PreparedRequest对象p是最终发送时符合HTTP协议规范的数据集合。parepare接收的10个参数经过处理封装到self属性上,结合HTTP协议,分析每个self.prepare_*绑定方法

class PreparedRequest(RequestEncodingMixin, RequestHooksMixin):
    def __init__(self):
        self.method = None
        self.url = None
        self.headers = None
        self._cookies = None
        self.body = None
        self.hooks = default_hooks()
        self._body_position = None

    def prepare(self,
            method=None, url=None, headers=None, files=None, data=None,
            params=None, auth=None, cookies=None, hooks=None, json=None)

        self.prepare_method(method)
        self.prepare_url(url, params)
        self.prepare_headers(headers)
        self.prepare_cookies(cookies)
        self.prepare_body(data, files, json)
        self.prepare_auth(auth, url)
        self.prepare_hooks(hooks)

prepare_method

def prepare_method(self, method):
    # self == p 数据存储容器
    self.method = method
    
    # 解决Pyhton 2 3 兼容性问题,以及method输入支持b'post'格式,最终统一处理为'POST'
    if self.method is not None:
        self.method = to_native_string(self.method.upper())

prepare_url

http://username:password@www.example.com:80/dir/index.html?uid=1#ch1

scheme    协议名 http:或https: 不区分大小写 最后附一个冒号(:)
auth      登录信息(认证)
host      服务器地址  
port      服务器端口
path      带层次的文件路径
query     查询字符串
fragment  片段标识符
def prepare_url(self, url, params):
    # str bytes unicode 是跨不过去的坎
    if isinstance(url, bytes):
        url = url.decode('utf8')
    else:
        url = unicode(url) if is_py2 else str(url)
    
    # 后续处理http开始的url
    url = url.lstrip()
    if ':' in url and not url.lower().startswith('http'):
        self.url = url
        return
    
    try:
        scheme, auth, host, port, path, query, fragment = parse_url(url)
    except LocationParseError as e:
        raise InvalidURL(*e.args)
    if not scheme:
        error = ("Invalid URL {0!r}: No schema supplied. Perhaps you meant http://{0}?")
        error = error.format(to_native_string(url, 'utf8'))
        raise MissingSchema(error)
    if not host:
        raise InvalidURL("Invalid URL %r: No host supplied" % url)
    # 支持国际化域名
    if not unicode_is_ascii(host):
        try:
            host = self._get_idna_encoded_host(host)
        except UnicodeError:
            raise InvalidURL('URL has an invalid label.')
    elif host.startswith(u'*'):
        raise InvalidURL('URL has an invalid label.')

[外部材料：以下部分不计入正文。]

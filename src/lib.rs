//! A longest-prefix-match routing table for IPv4 addresses.
//!
//! Given a destination address, the table returns the gateway of the most
//! specific route covering it, the way a router's forwarding table does.
//!
//! # Organization
//! - [`Ipv4Address`] and [`subnetting`](ipv4::subnetting) provide addresses
//!   and subnet mask arithmetic
//! - [`Route`] binds a prefix to a gateway
//! - [`PrefixTree`] is the binary trie that stores routes and answers lookups
//! - [`PrefixRouter`] adds a gateway index on top of the trie so that every
//!   route to a gateway can be dropped at once
//!
//! # Example
//!
//! ```
//! use lpm_router::{Ipv4Address, PrefixRouter, Route, Router};
//!
//! let mut router = PrefixRouter::new();
//! let gateway = Ipv4Address::new([1, 1, 1, 1]);
//! router.add(Route::new([192, 168, 0, 0].into(), 16, gateway).unwrap());
//!
//! assert_eq!(router.get([192, 168, 7, 7].into()), Some(gateway));
//! assert_eq!(router.get([10, 0, 0, 1].into()), None);
//! ```

pub mod cli;
pub mod logging;

pub mod ipv4;
pub use ipv4::Ipv4Address;

pub mod route;
pub use route::Route;

pub mod route_parsing;

pub mod prefix_tree;
pub use prefix_tree::{NodeId, PrefixTree};

mod router;
pub use router::Router;

pub mod prefix_router;
pub use prefix_router::PrefixRouter;
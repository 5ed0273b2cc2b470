//! Subnet mask arithmetic.
//!
//! A mask is an [`Ipv4Address`] whose bits, read from the most significant,
//! are a run of ones followed by a run of zeros. The number of ones is the
//! prefix length. Masks are always validated before they are applied, so a
//! malformed mask produces an error instead of a garbage network ID.
//!
//! Wikipedia article on CIDR: <https://en.wikipedia.org/wiki/Classless_Inter-Domain_Routing>

use super::Ipv4Address;

#[derive(Clone, Copy, Debug, thiserror::Error, PartialEq, Eq)]
pub enum SubnetError {
    #[error("Prefix {0} is greater than 32")]
    PrefixRange(u8),
    #[error("{0} is not a valid subnet mask")]
    InvalidMask(Ipv4Address),
}

/// Returns the mask with `prefix` leading ones.
///
/// Fails if `prefix` is greater than 32.
///
/// # Examples
///
/// ```
/// # use lpm_router::ipv4::{mask_from_prefix, Ipv4Address, SubnetError};
/// assert_eq!(mask_from_prefix(19), Ok(Ipv4Address::new([255, 255, 224, 0])));
/// assert_eq!(mask_from_prefix(33), Err(SubnetError::PrefixRange(33)));
/// ```
pub fn mask_from_prefix(prefix: u8) -> Result<Ipv4Address, SubnetError> {
    if prefix > Ipv4Address::BITS {
        return Err(SubnetError::PrefixRange(prefix));
    }
    let mut mask = [0u8; 4];
    let full = usize::from(prefix / 8);
    mask[..full].fill(255);
    let rem = prefix % 8;
    if rem != 0 {
        // 256 - 2^(8 - rem)
        mask[full] = 0xFF << (8 - rem);
    }
    Ok(Ipv4Address::new(mask))
}

// A byte below 255 may only close out a mask if its ones are all leading.
fn is_partial_mask_byte(byte: u8) -> bool {
    byte.leading_ones() + byte.trailing_zeros() == 8
}

impl Ipv4Address {
    /// Returns `true` if this address is a valid subnet mask.
    ///
    /// # Examples
    ///
    /// ```
    /// # use lpm_router::Ipv4Address;
    /// assert!(Ipv4Address::new([255, 255, 192, 0]).is_mask());
    /// assert!(!Ipv4Address::new([255, 160, 0, 0]).is_mask());
    /// ```
    pub fn is_mask(self) -> bool {
        let mut ones = true;
        for byte in self.to_bytes() {
            if ones {
                if byte != 255 {
                    if !is_partial_mask_byte(byte) {
                        return false;
                    }
                    ones = false;
                }
            } else if byte != 0 {
                return false;
            }
        }
        true
    }

    /// Applies `mask` to this address, returning the network ID.
    ///
    /// Fails if `mask` is not a valid subnet mask.
    pub fn mask_with(self, mask: Ipv4Address) -> Result<Ipv4Address, SubnetError> {
        if !mask.is_mask() {
            return Err(SubnetError::InvalidMask(mask));
        }
        let mut masked = self.to_bytes();
        for (byte, mask_byte) in masked.iter_mut().zip(mask.to_bytes()) {
            *byte &= mask_byte;
        }
        Ok(Ipv4Address::new(masked))
    }

    /// Keeps only the first `prefix` bits of this address.
    ///
    /// # Examples
    ///
    /// ```
    /// # use lpm_router::Ipv4Address;
    /// let address = Ipv4Address::new([192, 168, 100, 7]);
    /// assert_eq!(
    ///     address.mask_with_prefix(18),
    ///     Ok(Ipv4Address::new([192, 168, 64, 0]))
    /// );
    /// ```
    pub fn mask_with_prefix(self, prefix: u8) -> Result<Ipv4Address, SubnetError> {
        self.mask_with(mask_from_prefix(prefix)?)
    }
}
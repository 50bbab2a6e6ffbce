//! # Fallback Pool Repository
//!
//! Chains several [`PoolRepository`] sources. Each lookup walks the sources in order,
//! bounded by a per-source timeout, and returns the first record found. A source that
//! errors or times out is logged and skipped.
//!
//! When every source has been tried the lookup resolves to `Ok(None)`, which the graph
//! builder reports as `PoolNotFound`.

use anyhow::Result;
use async_trait::async_trait;
use ethers::prelude::Address;
use log::{debug, warn};
use std::future::Future;
use std::sync::Arc;
use tokio::time::{timeout, Duration};

use crate::pool_repository::PoolRepository;
use crate::pools::PoolRecord;
use crate::settings::LookupSettings;

#[derive(Clone)]
pub struct FallbackPoolRepository {
    sources: Vec<Arc<dyn PoolRepository>>,
    lookup_timeout: Duration,
}

impl FallbackPoolRepository {
    pub fn new(sources: Vec<Arc<dyn PoolRepository>>, lookup_timeout: Duration) -> Self {
        Self {
            sources,
            lookup_timeout,
        }
    }

    /// Builds from settings, keeping at most `max_sources` sources.
    pub fn from_settings(
        mut sources: Vec<Arc<dyn PoolRepository>>,
        settings: &LookupSettings,
    ) -> Self {
        if sources.len() > settings.max_sources {
            warn!(
                "Ignoring {} pool sources beyond lookup.max_sources={}",
                sources.len() - settings.max_sources,
                settings.max_sources
            );
            sources.truncate(settings.max_sources);
        }
        Self::new(sources, settings.timeout())
    }

    pub fn source_count(&self) -> usize {
        self.sources.len()
    }

    async fn first_hit<'a, F, Fut>(&'a self, what: &str, lookup: F) -> Result<Option<PoolRecord>>
    where
        F: Fn(&'a Arc<dyn PoolRepository>) -> Fut,
        Fut: Future<Output = Result<Option<PoolRecord>>> + 'a,
    {
        for source in &self.sources {
            match timeout(self.lookup_timeout, lookup(source)).await {
                Ok(Ok(Some(pool))) => {
                    debug!("{} resolved {} via {}", what, pool.id, source.name());
                    return Ok(Some(pool));
                }
                Ok(Ok(None)) => {
                    debug!("{} not found in {}", what, source.name());
                }
                Ok(Err(e)) => {
                    warn!(
                        "{} lookup failed in {}: {}. Trying next source.",
                        what,
                        source.name(),
                        e
                    );
                }
                Err(_) => {
                    warn!(
                        "{} lookup timed out in {} after {:?}. Trying next source.",
                        what,
                        source.name(),
                        self.lookup_timeout
                    );
                }
            }
        }
        Ok(None)
    }
}

#[async_trait]
impl PoolRepository for FallbackPoolRepository {
    fn name(&self) -> &'static str {
        "Fallback"
    }

    async fn find_by_id(&self, id: &str) -> Result<Option<PoolRecord>> {
        self.first_hit(&format!("Pool id {}", id), |source| source.find_by_id(id))
            .await
    }

    async fn find_by_address(&self, address: Address) -> Result<Option<PoolRecord>> {
        self.first_hit(&format!("Pool address {:?}", address), |source| {
            source.find_by_address(address)
        })
        .await
    }
}

#[cfg(test)]
mod tests {
    use super::*;
    use crate::cache::InMemoryPoolRepository;
    use crate::pools::PoolToken;
    use anyhow::anyhow;

    struct Failing;

    #[async_trait]
    impl PoolRepository for Failing {
        fn name(&self) -> &'static str {
            "Failing"
        }
        async fn find_by_id(&self, _id: &str) -> Result<Option<PoolRecord>> {
            Err(anyhow!("connection refused"))
        }
        async fn find_by_address(&self, _address: Address) -> Result<Option<PoolRecord>> {
            Err(anyhow!("connection refused"))
        }
    }

    struct Stalled;

    #[async_trait]
    impl PoolRepository for Stalled {
        fn name(&self) -> &'static str {
            "Stalled"
        }
        async fn find_by_id(&self, _id: &str) -> Result<Option<PoolRecord>> {
            tokio::time::sleep(Duration::from_secs(60)).await;
            Ok(None)
        }
        async fn find_by_address(&self, _address: Address) -> Result<Option<PoolRecord>> {
            tokio::time::sleep(Duration::from_secs(60)).await;
            Ok(None)
        }
    }

    fn memory() -> Arc<dyn PoolRepository> {
        Arc::new(InMemoryPoolRepository::from_pools(vec![PoolRecord {
            id: "0x01".to_string(),
            address: Address::from([0xaa; 20]),
            pool_type: "Weighted".to_string(),
            pool_type_version: 1,
            tokens: vec![PoolToken {
                address: Address::from([0x01; 20]),
                balance: "1".to_string(),
                decimals: None,
            }],
            main_index: None,
            wrapped_index: None,
        }]))
    }

    #[tokio::test]
    async fn test_skips_failing_and_stalled_sources() {
        let repo = FallbackPoolRepository::new(
            vec![Arc::new(Failing), Arc::new(Stalled), memory()],
            Duration::from_millis(20),
        );
        let pool = repo.find_by_id("0x01").await.unwrap();
        assert_eq!(pool.map(|p| p.address), Some(Address::from([0xaa; 20])));

        let pool = repo.find_by_address(Address::from([0xaa; 20])).await.unwrap();
        assert!(pool.is_some());
    }

    #[tokio::test]
    async fn test_exhausted_sources_resolve_to_none() {
        let repo = FallbackPoolRepository::new(vec![Arc::new(Failing)], Duration::from_millis(20));
        assert!(repo.find_by_id("0x01").await.unwrap().is_none());
    }

    #[test]
    fn test_from_settings_truncates_sources() {
        let settings = LookupSettings {
            timeout_ms: 10,
            max_sources: 1,
        };
        let repo = FallbackPoolRepository::from_settings(vec![memory(), memory()], &settings);
        assert_eq!(repo.source_count(), 1);
    }
}
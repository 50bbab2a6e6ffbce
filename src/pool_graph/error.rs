use ethers::types::Address;

/// Failures of graph construction and path extraction. All of them abort the operation;
/// no partial graph or path is ever returned.
#[derive(Debug, Clone, PartialEq, Eq, thiserror::Error)]
pub enum PoolGraphError {
    /// Root id has no record, or a leaf's parent pool vanished during the build.
    #[error("Pool not found: {0}")]
    PoolNotFound(String),

    #[error("Unsupported pool type {pool_type} for pool {pool_id}")]
    UnsupportedPoolType { pool_id: String, pool_type: String },

    #[error("Malformed linear pool {pool_id}: missing {missing} token index")]
    MalformedLinearPool {
        pool_id: String,
        missing: &'static str,
    },

    /// Input is the root's own token, is not an address, or is not in the graph.
    #[error("Invalid input token: {0}")]
    InvalidInputToken(String),

    #[error("Pool {pool_id} has zero total balance")]
    ZeroLiquidity { pool_id: String },

    #[error("Invalid balance {balance:?} for token {token:?} in pool {pool_id}")]
    InvalidBalance {
        pool_id: String,
        token: Address,
        balance: String,
    },

    #[error("Spot price of {token:?} in pool {pool_id} unavailable: {reason}")]
    SpotPrice {
        pool_id: String,
        token: Address,
        reason: String,
    },
}
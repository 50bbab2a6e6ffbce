#![allow(dead_code)]

use ethers::types::Address;
use pool_graph_sdk::cache::{InMemoryPoolRepository, StaticSpotPrices};
use pool_graph_sdk::pool_graph::GraphBuilder;
use pool_graph_sdk::pools::{PoolRecord, PoolToken};

pub const ROOT_ID: &str = "0x00000000000000000000000000000000000000000000000000000000000000aa";
pub const NESTED_ID: &str = "0x00000000000000000000000000000000000000000000000000000000000000bb";
pub const LINEAR_ID: &str = "0x00000000000000000000000000000000000000000000000000000000000000cc";

pub fn addr(byte: u8) -> Address {
    Address::from([byte; 20])
}

/// Address string with upper-case hex digits.
pub fn shouty(address: Address) -> String {
    let hex = format!("{:?}", address);
    format!("0x{}", hex.trim_start_matches("0x").to_uppercase())
}

pub fn token(byte: u8, balance: &str, decimals: Option<u8>) -> PoolToken {
    PoolToken {
        address: addr(byte),
        balance: balance.to_string(),
        decimals,
    }
}

pub fn pool(id: &str, byte: u8, pool_type: &str, tokens: Vec<PoolToken>) -> PoolRecord {
    PoolRecord {
        id: id.to_string(),
        address: addr(byte),
        pool_type: pool_type.to_string(),
        pool_type_version: 1,
        tokens,
        main_index: None,
        wrapped_index: None,
    }
}

pub fn builder(pools: Vec<PoolRecord>) -> GraphBuilder<InMemoryPoolRepository, StaticSpotPrices> {
    GraphBuilder::new(
        InMemoryPoolRepository::from_pools(pools),
        StaticSpotPrices::with_fallback("1"),
    )
}

/// ComposableStable root (phantom BPT 0xaa) holding one linear pool (0xcc) over
/// main token 0x01 and wrapped token 0x02.
pub fn linear_fixture() -> Vec<PoolRecord> {
    let root = pool(
        ROOT_ID,
        0xaa,
        "ComposableStable",
        vec![token(0xaa, "2596148429267413.8", Some(18)), token(0xcc, "1000", Some(18))],
    );
    let mut linear = pool(
        LINEAR_ID,
        0xcc,
        "AaveLinear",
        vec![
            token(0x01, "600", Some(6)),
            token(0x02, "380", Some(6)),
            token(0xcc, "5192296858534827.6", Some(18)),
        ],
    );
    linear.main_index = Some(0);
    linear.wrapped_index = Some(1);
    vec![root, linear]
}

/// Weighted root 0xaa over [nested pool 0xbb, leaf 0x03] with balances 1:2, where the
/// nested Stable pool 0xbb holds leaves [0x01, 0x02] at 1:1:1 with 0x04.
pub fn nested_fixture() -> Vec<PoolRecord> {
    let root = pool(
        ROOT_ID,
        0xaa,
        "Weighted",
        vec![token(0xbb, "100", Some(18)), token(0x03, "200", Some(6))],
    );
    let nested = pool(
        NESTED_ID,
        0xbb,
        "Stable",
        vec![
            token(0x01, "10", Some(18)),
            token(0x02, "10", Some(8)),
            token(0x04, "10", None),
        ],
    );
    vec![root, nested]
}
// src/pools.rs

use ethers::prelude::Address;
use serde::{Deserialize, Serialize};
use std::fmt;
use std::str::FromStr;

/// Pool record as served by a [`PoolRepository`](crate::pool_repository::PoolRepository).
///
/// Balances are human-readable decimal strings, the way pool indexers serve them.
/// The pool's own BPT may appear inside `tokens` (phantom BPT); its position is
/// derived from `address` rather than stored.
#[derive(Debug, Clone, Serialize, Deserialize)]
#[serde(rename_all = "camelCase")]
pub struct PoolRecord {
    pub id: String,
    pub address: Address,
    /// Raw category string, e.g. "Weighted", "ComposableStable", "AaveLinear".
    pub pool_type: String,
    #[serde(default = "default_pool_type_version")]
    pub pool_type_version: u32,
    pub tokens: Vec<PoolToken>,
    /// Slot of the underlying token (linear pools only).
    #[serde(default)]
    pub main_index: Option<usize>,
    /// Slot of the wrapped token (linear pools only).
    #[serde(default)]
    pub wrapped_index: Option<usize>,
}

fn default_pool_type_version() -> u32 {
    1
}

#[derive(Debug, Clone, Serialize, Deserialize)]
pub struct PoolToken {
    pub address: Address,
    pub balance: String,
    #[serde(default)]
    pub decimals: Option<u8>,
}

/// Decimals assumed when a record does not carry them.
pub const DEFAULT_DECIMALS: u8 = 18;

impl PoolRecord {
    /// Position of the pool's own token in `tokens`, if it is listed there.
    pub fn bpt_index(&self) -> Option<usize> {
        self.tokens.iter().position(|t| t.address == self.address)
    }

    /// Tokens in declared order, skipping the pool's own BPT.
    pub fn non_bpt_tokens(&self) -> impl Iterator<Item = &PoolToken> + '_ {
        self.tokens.iter().filter(move |t| t.address != self.address)
    }

    pub fn token(&self, address: Address) -> Option<&PoolToken> {
        self.tokens.iter().find(|t| t.address == address)
    }

    /// Decimals of `address` in this pool, falling back to [`DEFAULT_DECIMALS`].
    pub fn token_decimals(&self, address: Address) -> u8 {
        self.token(address)
            .and_then(|t| t.decimals)
            .unwrap_or(DEFAULT_DECIMALS)
    }

    pub fn main_token(&self) -> Option<&PoolToken> {
        self.main_index.and_then(|i| self.tokens.get(i))
    }

    pub fn wrapped_token(&self) -> Option<&PoolToken> {
        self.wrapped_index.and_then(|i| self.tokens.get(i))
    }

    /// Linear pools are recognised by name, so unknown linear variants still route
    /// through linear expansion once they are added to [`PoolType`].
    pub fn is_linear(&self) -> bool {
        self.pool_type.contains("Linear")
    }
}

/// Pool categories the graph knows about.
///
/// A category listed here may still be unsupported: support is decided by the
/// join/exit action tables in [`crate::pool_graph::actions`].
#[derive(Debug, Clone, Copy, PartialEq, Eq, Hash, Serialize, Deserialize)]
pub enum PoolType {
    Weighted,
    Investment,
    Stable,
    StablePhantom,
    MetaStable,
    ComposableStable,
    LiquidityBootstrapping,
    Element,
    AaveLinear,
    Linear,
    ERC4626Linear,
    BeefyLinear,
    EulerLinear,
    GearboxLinear,
    MidasLinear,
    ReaperLinear,
    SiloLinear,
    TetuLinear,
    YearnLinear,
    Gyro2,
    Gyro3,
    GyroE,
    FX,
    Managed,
}

impl PoolType {
    pub const ALL: [PoolType; 24] = [
        PoolType::Weighted,
        PoolType::Investment,
        PoolType::Stable,
        PoolType::StablePhantom,
        PoolType::MetaStable,
        PoolType::ComposableStable,
        PoolType::LiquidityBootstrapping,
        PoolType::Element,
        PoolType::AaveLinear,
        PoolType::Linear,
        PoolType::ERC4626Linear,
        PoolType::BeefyLinear,
        PoolType::EulerLinear,
        PoolType::GearboxLinear,
        PoolType::MidasLinear,
        PoolType::ReaperLinear,
        PoolType::SiloLinear,
        PoolType::TetuLinear,
        PoolType::YearnLinear,
        PoolType::Gyro2,
        PoolType::Gyro3,
        PoolType::GyroE,
        PoolType::FX,
        PoolType::Managed,
    ];

    pub fn as_str(&self) -> &'static str {
        match self {
            PoolType::Weighted => "Weighted",
            PoolType::Investment => "Investment",
            PoolType::Stable => "Stable",
            PoolType::StablePhantom => "StablePhantom",
            PoolType::MetaStable => "MetaStable",
            PoolType::ComposableStable => "ComposableStable",
            PoolType::LiquidityBootstrapping => "LiquidityBootstrapping",
            PoolType::Element => "Element",
            PoolType::AaveLinear => "AaveLinear",
            PoolType::Linear => "Linear",
            PoolType::ERC4626Linear => "ERC4626Linear",
            PoolType::BeefyLinear => "BeefyLinear",
            PoolType::EulerLinear => "EulerLinear",
            PoolType::GearboxLinear => "GearboxLinear",
            PoolType::MidasLinear => "MidasLinear",
            PoolType::ReaperLinear => "ReaperLinear",
            PoolType::SiloLinear => "SiloLinear",
            PoolType::TetuLinear => "TetuLinear",
            PoolType::YearnLinear => "YearnLinear",
            PoolType::Gyro2 => "Gyro2",
            PoolType::Gyro3 => "Gyro3",
            PoolType::GyroE => "GyroE",
            PoolType::FX => "FX",
            PoolType::Managed => "Managed",
        }
    }

    pub fn is_linear(&self) -> bool {
        self.as_str().contains("Linear")
    }
}

impl fmt::Display for PoolType {
    fn fmt(&self, f: &mut fmt::Formatter<'_>) -> fmt::Result {
        f.write_str(self.as_str())
    }
}

#[derive(Debug, Clone, PartialEq, Eq, thiserror::Error)]
#[error("Unknown pool type: {0}")]
pub struct UnknownPoolType(pub String);

impl FromStr for PoolType {
    type Err = UnknownPoolType;

    fn from_str(s: &str) -> Result<Self, Self::Err> {
        PoolType::ALL
            .iter()
            .find(|t| t.as_str() == s)
            .copied()
            .ok_or_else(|| UnknownPoolType(s.to_string()))
    }
}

    # username:password@www.example.com:80
    netloc = auth or ''
    if netloc:
        netloc += '@'
    netloc += host
    if port:
        netloc += ':' + str(port)
        
    if not path:
        path = '/'
  
    # get请求时支持 params参数的原因
    enc_params = self._encode_params(params)
    if enc_params:
        if query:
            query = '%s&%s' % (query, enc_params)
        else:
            query = enc_params
    # 最后把处理好的各项重新拼接为url
    url = requote_uri(urlunparse([scheme, netloc, path, None, query, fragment]))
    # self == p 数据存储容器
    self.url = url

prepare_headers

def prepare_headers(self, headers):
    # self == p 数据存储容器, key值大小写不敏感
    self.headers = CaseInsensitiveDict()
    if headers:
        for header in headers.items():
            check_header_validity(header)
            name, value = header
            self.headers[to_native_string(name)] = value

prepare_cookies

# Cookie是headers中一表项,所以prepare_cookies放置于prepare_headers之后执行
def prepare_cookies(self, cookies):
    # cookielib.CookieJar 数据结构单独分析
    if isinstance(cookies, cookielib.CookieJar):
        self._cookies = cookies
    else:
        self._cookies = cookiejar_from_dict(cookies)

    cookie_header = get_cookie_header(self._cookies, self)
    if cookie_header is not None:
        self.headers['Cookie'] = cookie_header

prepare_body

def prepare_body(self, data, files, json=None):
    body = None
    content_type = None
    
    # json 传入一个dict,会执行dumps(dict)
    if not data and json is not None:
        content_type = 'application/json'
        body = complexjson.dumps(json)
        if not isinstance(body, bytes):
            body = body.encode('utf-8')

    is_stream = all([
        hasattr(data, '__iter__'),
        not isinstance(data, (basestring, list, tuple, Mapping))
    ])

    try:
        length = super_len(data)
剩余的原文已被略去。